##### Data listing
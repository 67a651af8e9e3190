//! Alert scheduling for the Diablo IV world events.
//!
//! This module provides the [`AlertScheduler`], the decision engine turning
//! the latest [`EventSnapshot`] into the alerts to speak now.
//!
//! # Deduplication
//!
//! The scheduler remembers, per event kind, the instant of its last
//! evaluation. An alert time at or before that instant was already inside an
//! evaluated window and is consumed. Evaluations are expected every few
//! seconds, so each window `(last evaluation, now]` is small and every lead
//! time falls into exactly one of them.
//!
//! When the API reports a different occurrence for a kind (its timestamp or
//! expected time changed), the kind's last evaluation is forgotten and its
//! lead times become available again.

use std::collections::HashMap;

use chrono::{DateTime, TimeDelta, Utc};
use log::{debug, info, warn};

use crate::{
    alerts::alert::DueAlert,
    events::{EventKind, EventSnapshot},
};

/// Lead times of every event kind, sorted from the smallest to the largest.
#[derive(Clone, Debug, PartialEq, Eq)]
pub struct LeadTimes {
    boss: Vec<TimeDelta>,
    legion: Vec<TimeDelta>,
    helltide: Vec<TimeDelta>,
}

impl LeadTimes {
    /// Creates lead time tables from durations in seconds.
    ///
    /// The tables are sorted and deduplicated, the order in the configuration
    /// does not matter.
    pub fn from_seconds(boss: &[u64], legion: &[u64], helltide: &[u64]) -> Self {
        LeadTimes {
            boss: to_sorted_deltas(boss),
            legion: to_sorted_deltas(legion),
            helltide: to_sorted_deltas(helltide),
        }
    }

    /// Returns the lead times of a kind, smallest first.
    pub fn for_kind(&self, kind: EventKind) -> &[TimeDelta] {
        match kind {
            EventKind::Boss => &self.boss,
            EventKind::Legion => &self.legion,
            EventKind::Helltide => &self.helltide,
        }
    }
}

impl Default for LeadTimes {
    fn default() -> Self {
        LeadTimes::from_seconds(&[3600, 1800, 900, 300, 60], &[210], &[60])
    }
}

fn to_sorted_deltas(seconds: &[u64]) -> Vec<TimeDelta> {
    let mut seconds = seconds.to_vec();
    seconds.sort_unstable();
    seconds.dedup();
    seconds
        .into_iter()
        .filter_map(|s| i64::try_from(s).ok())
        .filter_map(|s| {
            let lead = TimeDelta::try_seconds(s);
            if lead.is_none() {
                warn!("ignoring out of range lead time of {} seconds", s);
            }
            lead
        })
        .collect()
}

/// Decides which event alerts are due.
///
/// The scheduler is a plain state machine without I/O. It is shared between
/// the fetch task, which calls [`AlertScheduler::on_new_snapshot`], and the
/// evaluate task, which calls [`AlertScheduler::evaluate`]. Both must go
/// through the same lock.
///
/// # Examples
///
/// ```no_run
/// let mut scheduler = AlertScheduler::new(LeadTimes::default());
/// scheduler.on_new_snapshot(requester.fetch().await?);
///
/// for alert in scheduler.evaluate(Utc::now()) {
///     dispatcher.dispatch(&alert).await;
/// }
/// ```
pub struct AlertScheduler {
    /// Lead times per kind
    lead_times: LeadTimes,
    /// Latest snapshot, `None` until the first successful fetch
    snapshot: Option<EventSnapshot>,
    /// Last evaluation per kind, a missing entry means "never"
    last_alert_times: HashMap<EventKind, DateTime<Utc>>,
    /// Fire every kind on the next evaluation, set by the first snapshot
    first_alert: bool,
}

impl AlertScheduler {
    /// Creates a scheduler without any snapshot.
    pub fn new(lead_times: LeadTimes) -> Self {
        AlertScheduler {
            lead_times,
            snapshot: None,
            last_alert_times: HashMap::new(),
            first_alert: false,
        }
    }

    /// Returns `true` once a snapshot has been received.
    pub fn has_snapshot(&self) -> bool {
        self.snapshot.is_some()
    }

    /// Stores a freshly fetched snapshot.
    ///
    /// The very first snapshot arms the forced first alert. Afterwards, every
    /// kind whose occurrence changed gets its schedule reset.
    pub fn on_new_snapshot(&mut self, snapshot: EventSnapshot) {
        match &self.snapshot {
            None => {
                info!("first events snapshot received: {}", snapshot);
                self.first_alert = true;
            }
            Some(previous) => {
                for kind in EventKind::ALL {
                    if previous.event(kind).same_occurrence(&snapshot.event(kind)) {
                        continue;
                    }
                    info!("{} occurrence changed, resetting its alert schedule", kind);
                    self.last_alert_times.remove(&kind);
                }
                debug!("events snapshot updated: {}", snapshot);
            }
        }

        self.snapshot = Some(snapshot);
    }

    /// Returns the alerts to fire at `now`, ordered by alert time.
    ///
    /// At most one alert per kind is returned. Ties on the alert time are
    /// broken by kind: boss, legion, then helltide. Every kind is marked as
    /// evaluated at `now`, whether it fired or not.
    pub fn evaluate(&mut self, now: DateTime<Utc>) -> Vec<DueAlert> {
        let Some(snapshot) = &self.snapshot else {
            warn!("no events snapshot yet, nothing to evaluate");
            return Vec::new();
        };

        let mut candidates: Vec<DueAlert> = EventKind::ALL
            .iter()
            .filter_map(|kind| self.candidate(snapshot, *kind, now))
            .collect();
        candidates.sort_by(|a, b| {
            a.alert_time
                .cmp(&b.alert_time)
                .then_with(|| a.kind.cmp(&b.kind))
        });

        let forced = self.first_alert;
        let due: Vec<DueAlert> = candidates
            .into_iter()
            .filter(|candidate| forced || candidate.alert_time <= now)
            .collect();

        for kind in EventKind::ALL {
            self.last_alert_times.insert(kind, now);
        }
        self.first_alert = false;

        if !due.is_empty() {
            debug!("{} alerts due at {} (forced={})", due.len(), now, forced);
        }

        due
    }

    fn last_alert_time(&self, kind: EventKind) -> DateTime<Utc> {
        self.last_alert_times
            .get(&kind)
            .copied()
            .unwrap_or(DateTime::<Utc>::MIN_UTC)
    }

    /// Selects the alert candidate of one kind.
    ///
    /// Among the lead times not consumed yet, the smallest one whose alert
    /// time is reached wins. If none is reached, the smallest pending one is
    /// returned so a forced first alert still has a candidate.
    ///
    /// An occurrence already elapsed has no candidate, except on the forced
    /// first pass which announces every kind.
    fn candidate(
        &self,
        snapshot: &EventSnapshot,
        kind: EventKind,
        now: DateTime<Utc>,
    ) -> Option<DueAlert> {
        let event = snapshot.event(kind);
        let event_time = event.event_time(now);

        if event_time < now && !self.first_alert {
            debug!("{} occurrence at {} already elapsed, skipping", kind, event_time);
            return None;
        }

        let last_alert_time = self.last_alert_time(kind);
        let pending: Vec<TimeDelta> = self
            .lead_times
            .for_kind(kind)
            .iter()
            .copied()
            .filter(|lead| event_time - *lead > last_alert_time)
            .collect();

        let lead_time = pending
            .iter()
            .find(|lead| event_time - **lead <= now)
            .or_else(|| pending.first())
            .copied()?;

        Some(DueAlert {
            kind,
            text: event.alert_text(),
            event_time,
            alert_time: event_time - lead_time,
            lead_time,
            time_remaining: event_time - now,
        })
    }
}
##########
Task details. Return each line from the entries above that includes "true".

Output below.
    /// Returns `true` once a snapshot has been received.
                self.first_alert = true;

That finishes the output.